第2話 異世界に来てしまったそうです
強烈な光が治まったので目を開けた。
そこは、さっきまでいた教室とは異なる場所だった。
頭上は雲ひとつない快晴。足元は、何かの呪文?が描かれた魔法陣のようなものがあった。
私たちは、どこか知らない開けた場所に座り込んでいた。
ざわつきだしたそのタイミングで、数人のローブを羽織った男性が近づいてきた。
その中で、ただ一人ローブを羽織っていない若い男性が口を開いた。
「皆さま、突然のことで大変驚かれたと思いますが、落ち着いて私の話を聞いてください」
そう言って、私たちを見わたした後に再度口を開いた。
その驚くべき内容に、私たちは何一つ口をはさむことは出来なかった。
「私は、ステイル聖王国第一王子、エルンスト・ステイルです。私たちの国は、魔の森と呼ばれる場所と隣接した場所にあります。国は、巫女の力で張られた結界により魔物から守られていました。しかし、年々巫女の資格をもつものの出生が減少しており、結界の維持が困難となっています。そのため、過去にも同様の危機が迫った際に行われた異世界から力あるものを召喚する儀式を執り行ったのが今の現状です」
そう言って、第一王子は私たちに向かって頭を下げた。
第一王子の後ろに控えていたローブの人たちは更に、頭を下げたうえに膝をついたのだ。
そう、DO・GE・ZAですよ。
「私たちの国の事情に巻き込んでしまったこと、心から申し訳なく思う。しかし、私たちに力を貸してほしいのです」
更に、頭を下げて第一王子は話を続けた。
「この儀式は、一度使用すると100年は再使用出来ない。そのため、あなた達を元の場所に戻すことはできない。あなた達の身の安全は保証する。身勝手な事だとは思うが、なにとぞお力をお貸しください」
クラス全体が静まり返った。
青い顔をする者、何を思ってか喜びの表情をする者、全く自体が理解できないという顔をする者。
私は、たぶん青い顔をしていたと思う。
だって、もう家には帰れないと言われたのだ。全く知らない世界でこれから生きて行かないといけないのだ。
喜んでいる者の気が知れない。
クラスでさえお友達の一人も出来なかった私が、異世界で生きていけるとは思えない。
孤独は人を殺すのです。
私は、楽しく生きて行きたいのです。
「やったぜ!!これが夢にまで見た異世界召喚!魔法は?魔法は使えるのか?」
喜んだ表情をしていた内の一人がはしゃぎだした。
クラスの中心グループの男子だ。
たしか、田中?中田?田村?村田?
何でもいいか。
「はい。魔法は存在します。この世界は誰しも魔法を使えます。というより、生活魔法が使えないと不便ですからね」
そう言って、第一王子は困った顔をして見せた。
第一王子は、所謂イケ面と言われる顔立ちなので、女の子たちはその困り顔に赤くなっていた。

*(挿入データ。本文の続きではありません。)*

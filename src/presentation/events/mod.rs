//! Chat Events
//!
//! Handlers for events that are not commands.

pub mod rewards;

pub use rewards::{IncomingMessage, RewardEventHandler, RewardGrant};
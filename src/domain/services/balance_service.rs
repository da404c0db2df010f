//! Balance reads, reward grants and the message counter.

use std::sync::Arc;

use crate::domain::entities::{Balance, BalanceRepository, MessageActivity, UserRepository};

use super::LedgerError;

/// How message activity turns into coins.
#[derive(Debug, Clone, Copy, PartialEq, Eq)]
pub struct RewardPolicy {
    /// Coins per grant
    pub amount: i64,

    /// Messages between grants
    pub interval: i64,
}

impl Default for RewardPolicy {
    fn default() -> Self {
        Self {
            amount: 10,
            interval: 10,
        }
    }
}

/// Domain service for reading balances and granting rewards.
pub struct BalanceService {
    balance_repo: Arc<dyn BalanceRepository>,
    user_repo: Arc<dyn UserRepository>,
    policy: RewardPolicy,
}

impl BalanceService {
    pub fn new(
        balance_repo: Arc<dyn BalanceRepository>,
        user_repo: Arc<dyn UserRepository>,
        policy: RewardPolicy,
    ) -> Self {
        Self {
            balance_repo,
            user_repo,
            policy,
        }
    }

    pub fn policy(&self) -> RewardPolicy {
        self.policy
    }

    /// Current balance of a user, created empty on first access.
    pub async fn get_or_create_balance(&self, user_id: i64) -> Result<Balance, LedgerError> {
        self.balance_repo
            .get_or_create(user_id)
            .await
            .map_err(LedgerError::for_user(user_id))
    }

    /// Credit a reward, creating the balance if absent.
    pub async fn grant_reward(&self, user_id: i64, amount: i64) -> Result<Balance, LedgerError> {
        if amount <= 0 {
            return Err(LedgerError::InvalidAmount(amount));
        }

        let balance = self
            .balance_repo
            .credit(user_id, amount)
            .await
            .map_err(LedgerError::for_user(user_id))?;

        tracing::info!(user_id, amount, balance = balance.amount, "Reward granted");
        Ok(balance)
    }

    /// Count one message from a user and grant the reward on every milestone.
    ///
    /// The increment and the credit are written together, so a milestone is
    /// either counted and paid or neither.
    pub async fn register_message(&self, user_id: i64) -> Result<MessageActivity, LedgerError> {
        let activity = self
            .user_repo
            .count_message(user_id, self.policy.interval, self.policy.amount)
            .await
            .map_err(LedgerError::for_user(user_id))?;

        if let Some(balance) = &activity.reward {
            tracing::info!(
                user_id,
                amount = self.policy.amount,
                balance = balance.amount,
                "Reward granted"
            );
        }

        tracing::debug!(
            user_id,
            message_count = activity.user.message_count,
            rewarded = activity.reward.is_some(),
            "Message counted"
        );

        Ok(activity)
    }

    /// Richest users first.
    pub async fn leaderboard(&self, limit: i64) -> Result<Vec<Balance>, LedgerError> {
        Ok(self.balance_repo.top(limit.max(1)).await?)
    }
}

#[cfg(test)]
mod tests {
    use super::*;
    use crate::domain::entities::{MockBalanceRepository, MockUserRepository, User};
    use crate::shared::error::AppError;
    use mockall::predicate::eq;

    fn activity(id: i64, message_count: i64, reward: Option<i64>) -> MessageActivity {
        MessageActivity {
            user: User {
                message_count,
                ..User::new(id)
            },
            reward: reward.map(|amount| balance(id, amount)),
        }
    }

    fn balance(user_id: i64, amount: i64) -> Balance {
        Balance {
            amount,
            ..Balance::empty(user_id)
        }
    }

    #[tokio::test]
    async fn test_register_message_below_milestone_grants_nothing() {
        let mut users = MockUserRepository::new();
        users
            .expect_count_message()
            .with(eq(1), eq(10), eq(10))
            .returning(|id, _, _| Ok(activity(id, 9, None)));
        let mut balances = MockBalanceRepository::new();
        balances.expect_credit().never();

        let service = BalanceService::new(Arc::new(balances), Arc::new(users), RewardPolicy::default());
        let activity = service.register_message(1).await.unwrap();

        assert_eq!(activity.user.message_count, 9);
        assert!(activity.reward.is_none());
    }

    #[tokio::test]
    async fn test_register_message_passes_policy_to_store() {
        let mut users = MockUserRepository::new();
        users
            .expect_count_message()
            .with(eq(1), eq(10), eq(25))
            .times(1)
            .returning(|id, _, amount| Ok(activity(id, 20, Some(amount))));
        let mut balances = MockBalanceRepository::new();
        balances.expect_credit().never();

        let policy = RewardPolicy {
            amount: 25,
            interval: 10,
        };
        let service = BalanceService::new(Arc::new(balances), Arc::new(users), policy);
        let activity = service.register_message(1).await.unwrap();

        assert_eq!(activity.reward.map(|b| b.amount), Some(25));
    }

    #[tokio::test]
    async fn test_failed_milestone_write_is_a_datastore_error() {
        let mut users = MockUserRepository::new();
        users
            .expect_count_message()
            .returning(|_, _, _| Err(AppError::Internal("connection reset".into())));

        let service = BalanceService::new(
            Arc::new(MockBalanceRepository::new()),
            Arc::new(users),
            RewardPolicy::default(),
        );

        let err = service.register_message(1).await.unwrap_err();
        assert!(err.is_datastore());
    }

    #[tokio::test]
    async fn test_grant_reward_rejects_non_positive_amount() {
        let service = BalanceService::new(
            Arc::new(MockBalanceRepository::new()),
            Arc::new(MockUserRepository::new()),
            RewardPolicy::default(),
        );

        let err = service.grant_reward(1, 0).await.unwrap_err();
        assert!(matches!(err, LedgerError::InvalidAmount(0)));
    }

    #[tokio::test]
    async fn test_datastore_failure_propagates() {
        let mut balances = MockBalanceRepository::new();
        balances
            .expect_get_or_create()
            .returning(|_| Err(AppError::Internal("connection reset".into())));

        let service = BalanceService::new(
            Arc::new(balances),
            Arc::new(MockUserRepository::new()),
            RewardPolicy::default(),
        );

        let err = service.get_or_create_balance(3).await.unwrap_err();
        assert!(err.is_datastore());
    }
}
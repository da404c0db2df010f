//! Gambling Use Case
//!
//! Plays a gambling variant and lists past plays.

use std::sync::Arc;

use crate::application::dto::{CommandReply, PlayCommand};
use crate::domain::services::{GamblingService, LedgerError};
use crate::domain::{GameOutcome, PayoutTable};
use crate::infrastructure::metrics;

pub struct GamblingUseCase {
    gambling_service: Arc<GamblingService>,
    history_size: i64,
}

impl GamblingUseCase {
    pub fn new(gambling_service: Arc<GamblingService>, history_size: i64) -> Self {
        Self {
            gambling_service,
            history_size,
        }
    }

    /// Playable variants and their odds.
    pub fn payouts(&self) -> &PayoutTable {
        self.gambling_service.payouts()
    }

    /// Comma-separated list of playable variants.
    pub fn variant_list(&self) -> String {
        self.payouts()
            .names()
            .collect::<Vec<_>>()
            .join(", ")
    }

    pub async fn play(&self, command: PlayCommand) -> CommandReply {
        let result = self
            .gambling_service
            .play(command.user_id, command.wager, &command.variant)
            .await;

        match result {
            Ok(result) => {
                let record = &result.record;
                metrics::record_gambling_play(&record.variant, record.outcome.as_str());

                if result.won() {
                    CommandReply::success(format!(
                        "🎉 You won **{}** coins on {}! Balance: **{}** coins.",
                        record.delta, record.variant, result.balance.amount
                    ))
                } else {
                    CommandReply::success(format!(
                        "😢 You lost **{}** coins on {}. Balance: **{}** coins.",
                        record.wager, record.variant, result.balance.amount
                    ))
                }
            }
            Err(LedgerError::UnknownVariant(name)) => CommandReply::failure(format!(
                "❌ Unknown game `{}`. Available games: {}.",
                name,
                self.variant_list()
            )),
            Err(e) => CommandReply::from_ledger_error(&e),
        }
    }

    /// Reply with the caller's most recent plays.
    pub async fn history(&self, user_id: i64) -> CommandReply {
        let records = match self.gambling_service.history(user_id, self.history_size).await {
            Ok(records) => records,
            Err(e) => return CommandReply::from_ledger_error(&e),
        };

        if records.is_empty() {
            return CommandReply::success("📜 You haven't played any games yet.");
        }

        let lines: Vec<String> = records
            .iter()
            .map(|r| {
                let sign = match r.outcome {
                    GameOutcome::Win => "+",
                    GameOutcome::Loss => "",
                };
                format!(
                    "`{}` {} wagered **{}** → {}{} (balance {})",
                    r.created_at.format("%Y-%m-%d %H:%M"),
                    r.variant,
                    r.wager,
                    sign,
                    r.delta,
                    r.balance_after
                )
            })
            .collect();

        CommandReply::success(format!("📜 **Recent games**\n{}", lines.join("\n")))
    }
}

そんな女の子たちが可愛いと私は思った。あぁ、女の子のお友達急募です。
第一王子の話を要約すると、この世界では、生活魔法と呼ばれる必須魔法があるそうです。
魔法其の一・水魔法
これは、書いて字の如く水を出す魔法。飲み水として利用可能だそうだ。
魔法其の二・火魔法
これも、書いて字の如し火を出す魔法。ライターいらずで便利。
魔法其の三・風魔法
風を出せるらしいが、いまいち有用な使い方が分からなそうだ。洗濯物を乾かせそうな魔法でいいと思うわ。
この三つが生活魔法と言われる誰にでも使える魔法なのだとか。
これから、私たちは職業適性検査とやらを受けたうえで、今後の方針を決めることになった。